→ What needs to be done
Transcribe all records exactly.

────────────────────

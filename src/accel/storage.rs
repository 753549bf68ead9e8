//! Persistent byte storage for fetched accelerator modules
//!
//! Only raw module bytes are persisted; compiled module objects never are.
//! Entries are keyed by the loader's logical cache key (`"{id}@{version}"`)
//! and stored under a namespace directory so independent caches can share a
//! parent directory. Writes are idempotent, so the namespace is safe to
//! share across loader instances and processes.

use crate::error::StorageError;
use sha2::{Digest, Sha256};
use std::fs;
use std::io::ErrorKind;
use std::path::{Path, PathBuf};

/// Storage tier consumed by the accelerator loader.
///
/// Every method is best-effort from the loader's perspective: a failure is
/// logged and the cascade proceeds without persistence.
pub trait ModuleStore: Send + Sync {
  /// Returns the bytes stored under `key`, or `None` on a miss.
  fn get(&self, key: &str) -> Result<Option<Vec<u8>>, StorageError>;

  /// Stores `bytes` under `key`, replacing any previous value.
  fn put(&self, key: &str, bytes: &[u8]) -> Result<(), StorageError>;

  /// Drops the entry under `key`; absent entries are not an error.
  fn remove(&self, key: &str) -> Result<(), StorageError>;

  /// Drops the whole namespace.
  fn clear(&self) -> Result<(), StorageError>;
}

impl<T: ModuleStore + ?Sized> ModuleStore for std::sync::Arc<T> {
  fn get(&self, key: &str) -> Result<Option<Vec<u8>>, StorageError> {
    (**self).get(key)
  }

  fn put(&self, key: &str, bytes: &[u8]) -> Result<(), StorageError> {
    (**self).put(key, bytes)
  }

  fn remove(&self, key: &str) -> Result<(), StorageError> {
    (**self).remove(key)
  }

  fn clear(&self) -> Result<(), StorageError> {
    (**self).clear()
  }
}

/// Strategy for platforms without persistent storage: every lookup misses
/// and every write succeeds without effect, so the loader's tier cascade
/// stays a straight-line sequence.
#[derive(Debug, Clone, Copy, Default)]
pub struct NoopStore;

impl ModuleStore for NoopStore {
  fn get(&self, _key: &str) -> Result<Option<Vec<u8>>, StorageError> {
    Ok(None)
  }

  fn put(&self, _key: &str, _bytes: &[u8]) -> Result<(), StorageError> {
    Ok(())
  }

  fn remove(&self, _key: &str) -> Result<(), StorageError> {
    Ok(())
  }

  fn clear(&self) -> Result<(), StorageError> {
    Ok(())
  }
}

/// Disk-backed module store.
///
/// Layout: `<dir>/<namespace>/<sha256(key)>.bin`. Writes go through a
/// sibling `.tmp` file and a rename, so concurrent writers of the same key
/// (which by construction carry identical bytes) cannot leave a torn entry.
#[derive(Debug, Clone)]
pub struct DiskStore {
  root: PathBuf,
}

impl DiskStore {
  /// Opens (creating if needed) the namespace directory under `dir`.
  pub fn open(dir: impl AsRef<Path>, namespace: &str) -> Result<Self, StorageError> {
    let root = dir.as_ref().join(sanitize_component(namespace));
    fs::create_dir_all(&root)?;
    Ok(Self { root })
  }

  /// The namespace directory backing this store.
  pub fn root(&self) -> &Path {
    &self.root
  }

  fn entry_path(&self, key: &str) -> PathBuf {
    self.root.join(format!("{}.bin", hash_key(key)))
  }
}

impl ModuleStore for DiskStore {
  fn get(&self, key: &str) -> Result<Option<Vec<u8>>, StorageError> {
    match fs::read(self.entry_path(key)) {
      Ok(bytes) => Ok(Some(bytes)),
      Err(err) if err.kind() == ErrorKind::NotFound => Ok(None),
      Err(err) => Err(err.into()),
    }
  }

  fn put(&self, key: &str, bytes: &[u8]) -> Result<(), StorageError> {
    // clear() removes the namespace directory wholesale; recreate lazily.
    fs::create_dir_all(&self.root)?;
    let path = self.entry_path(key);
    let tmp = path.with_extension("tmp");
    fs::write(&tmp, bytes)?;
    fs::rename(&tmp, &path)?;
    Ok(())
  }

  fn remove(&self, key: &str) -> Result<(), StorageError> {
    match fs::remove_file(self.entry_path(key)) {
      Ok(()) => Ok(()),
      Err(err) if err.kind() == ErrorKind::NotFound => Ok(()),
      Err(err) => Err(err.into()),
    }
  }

  fn clear(&self) -> Result<(), StorageError> {
    match fs::remove_dir_all(&self.root) {
      Ok(()) => Ok(()),
      Err(err) if err.kind() == ErrorKind::NotFound => Ok(()),
      Err(err) => Err(err.into()),
    }
  }
}

fn hash_key(key: &str) -> String {
  let mut hasher = Sha256::new();
  hasher.update(key.as_bytes());
  let digest = hasher.finalize();
  const HEX: &[u8; 16] = b"0123456789abcdef";
  let mut out = String::with_capacity(64);
  for &b in digest.iter() {
    out.push(HEX[(b >> 4) as usize] as char);
    out.push(HEX[(b & 0x0f) as usize] as char);
  }
  out
}

fn sanitize_component(input: &str) -> String {
  let mut sanitized: String = input
    .chars()
    .map(|c| {
      if c.is_alphanumeric() || c == '.' || c == '_' || c == '-' {
        c
      } else {
        '_'
      }
    })
    .collect();
  while sanitized.ends_with('_') {
    sanitized.pop();
  }
  if sanitized.is_empty() {
    sanitized.push_str("default");
  }
  sanitized
}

────────────────────

→ Task output
filename src/accel/storage.rs
repository 753549bf68ead9e8
//! Persistent byte storage for fetched accelerator modules
//!
//! Only raw module bytes are persisted; compiled module objects never are.
//! Entries are keyed by the loader's logical cache key (`"{id}@{version}"`)
//! and stored under a namespace directory so independent caches can share a
//! parent directory. Writes are idempotent, so the namespace is safe to
//! share across loader instances and processes.

use crate::error::StorageError;
use sha2::{Digest, Sha256};
use std::fs;
use std::io::ErrorKind;
use std::path::{Path, PathBuf};

/// Storage tier consumed by the accelerator loader.
///
/// Every method is best-effort from the loader's perspective: a failure is
/// logged and the cascade proceeds without persistence.
pub trait ModuleStore: Send + Sync {
  /// Returns the bytes stored under `key`, or `None` on a miss.
  fn get(&self, key: &str) -> Result<Option<Vec<u8>>, StorageError>;

  /// Stores `bytes` under `key`, replacing any previous value.
  fn put(&self, key: &str, bytes: &[u8]) -> Result<(), StorageError>;

  /// Drops the entry under `key`; absent entries are not an error.
  fn remove(&self, key: &str) -> Result<(), StorageError>;

  /// Drops the whole namespace.
  fn clear(&self) -> Result<(), StorageError>;
}

impl<T: ModuleStore + ?Sized> ModuleStore for std::sync::Arc<T> {
  fn get(&self, key: &str) -> Result<Option<Vec<u8>>, StorageError> {
    (**self).get(key)
  }

  fn put(&self, key: &str, bytes: &[u8]) -> Result<(), StorageError> {
    (**self).put(key, bytes)
  }

  fn remove(&self, key: &str) -> Result<(), StorageError> {
    (**self).remove(key)
  }

  fn clear(&self) -> Result<(), StorageError> {
    (**self).clear()
  }
}

/// Strategy for platforms without persistent storage: every lookup misses
/// and every write succeeds without effect, so the loader's tier cascade
/// stays a straight-line sequence.
#[derive(Debug, Clone, Copy, Default)]
pub struct NoopStore;

impl ModuleStore for NoopStore {
  fn get(&self, _key: &str) -> Result<Option<Vec<u8>>, StorageError> {
    Ok(None)
  }

  fn put(&self, _key: &str, _bytes: &[u8]) -> Result<(), StorageError> {
    Ok(())
  }

  fn remove(&self, _key: &str) -> Result<(), StorageError> {
    Ok(())
  }

  fn clear(&self) -> Result<(), StorageError> {
    Ok(())
  }
}

/// Disk-backed module store.
///
/// Layout: `<dir>/<namespace>/<sha256(key)>.bin`. Writes go through a
/// sibling `.tmp` file and a rename, so concurrent writers of the same key
/// (which by construction carry identical bytes) cannot leave a torn entry.
#[derive(Debug, Clone)]
pub struct DiskStore {
  root: PathBuf,
}

impl DiskStore {
  /// Opens (creating if needed) the namespace directory under `dir`.
  pub fn open(dir: impl AsRef<Path>, namespace: &str) -> Result<Self, StorageError> {
    let root = dir.as_ref().join(sanitize_component(namespace));
    fs::create_dir_all(&root)?;
    Ok(Self { root })
  }

  /// The namespace directory backing this store.
  pub fn root(&self) -> &Path {
    &self.root
  }

  fn entry_path(&self, key: &str) -> PathBuf {
    self.root.join(format!("{}.bin", hash_key(key)))
  }
}

impl ModuleStore for DiskStore {
  fn get(&self, key: &str) -> Result<Option<Vec<u8>>, StorageError> {
    match fs::read(self.entry_path(key)) {
      Ok(bytes) => Ok(Some(bytes)),
      Err(err) if err.kind() == ErrorKind::NotFound => Ok(None),
      Err(err) => Err(err.into()),
    }
  }

  fn put(&self, key: &str, bytes: &[u8]) -> Result<(), StorageError> {
    // clear() removes the namespace directory wholesale; recreate lazily.
    fs::create_dir_all(&self.root)?;
    let path = self.entry_path(key);
    let tmp = path.with_extension("tmp");
    fs::write(&tmp, bytes)?;
    fs::rename(&tmp, &path)?;
    Ok(())
  }

  fn remove(&self, key: &str) -> Result<(), StorageError> {
    match fs::remove_file(self.entry_path(key)) {
      Ok(()) => Ok(()),
      Err(err) if err.kind() == ErrorKind::NotFound => Ok(()),
      Err(err) => Err(err.into()),
    }
  }

  fn clear(&self) -> Result<(), StorageError> {
    match fs::remove_dir_all(&self.root) {
      Ok(()) => Ok(()),
      Err(err) if err.kind() == ErrorKind::NotFound => Ok(()),
      Err(err) => Err(err.into()),
    }
  }
}

fn hash_key(key: &str) -> String {
  let mut hasher = Sha256::new();
  hasher.update(key.as_bytes());
  let digest = hasher.finalize();
  const HEX: &[u8; 16] = b"0123456789abcdef";
  let mut out = String::with_capacity(64);
  for &b in digest.iter() {
    out.push(HEX[(b >> 4) as usize] as char);
    out.push(HEX[(b & 0x0f) as usize] as char);
  }
  out
}

fn sanitize_component(input: &str) -> String {
  let mut sanitized: String = input
    .chars()
    .map(|c| {
      if c.is_alphanumeric() || c == '.' || c == '_' || c == '-' {
        c
      } else {
        '_'
      }
    })
    .collect();
  while sanitized.ends_with('_') {
    sanitized.pop();
  }
  if sanitized.is_empty() {
    sanitized.push_str("default");
  }
  sanitized
}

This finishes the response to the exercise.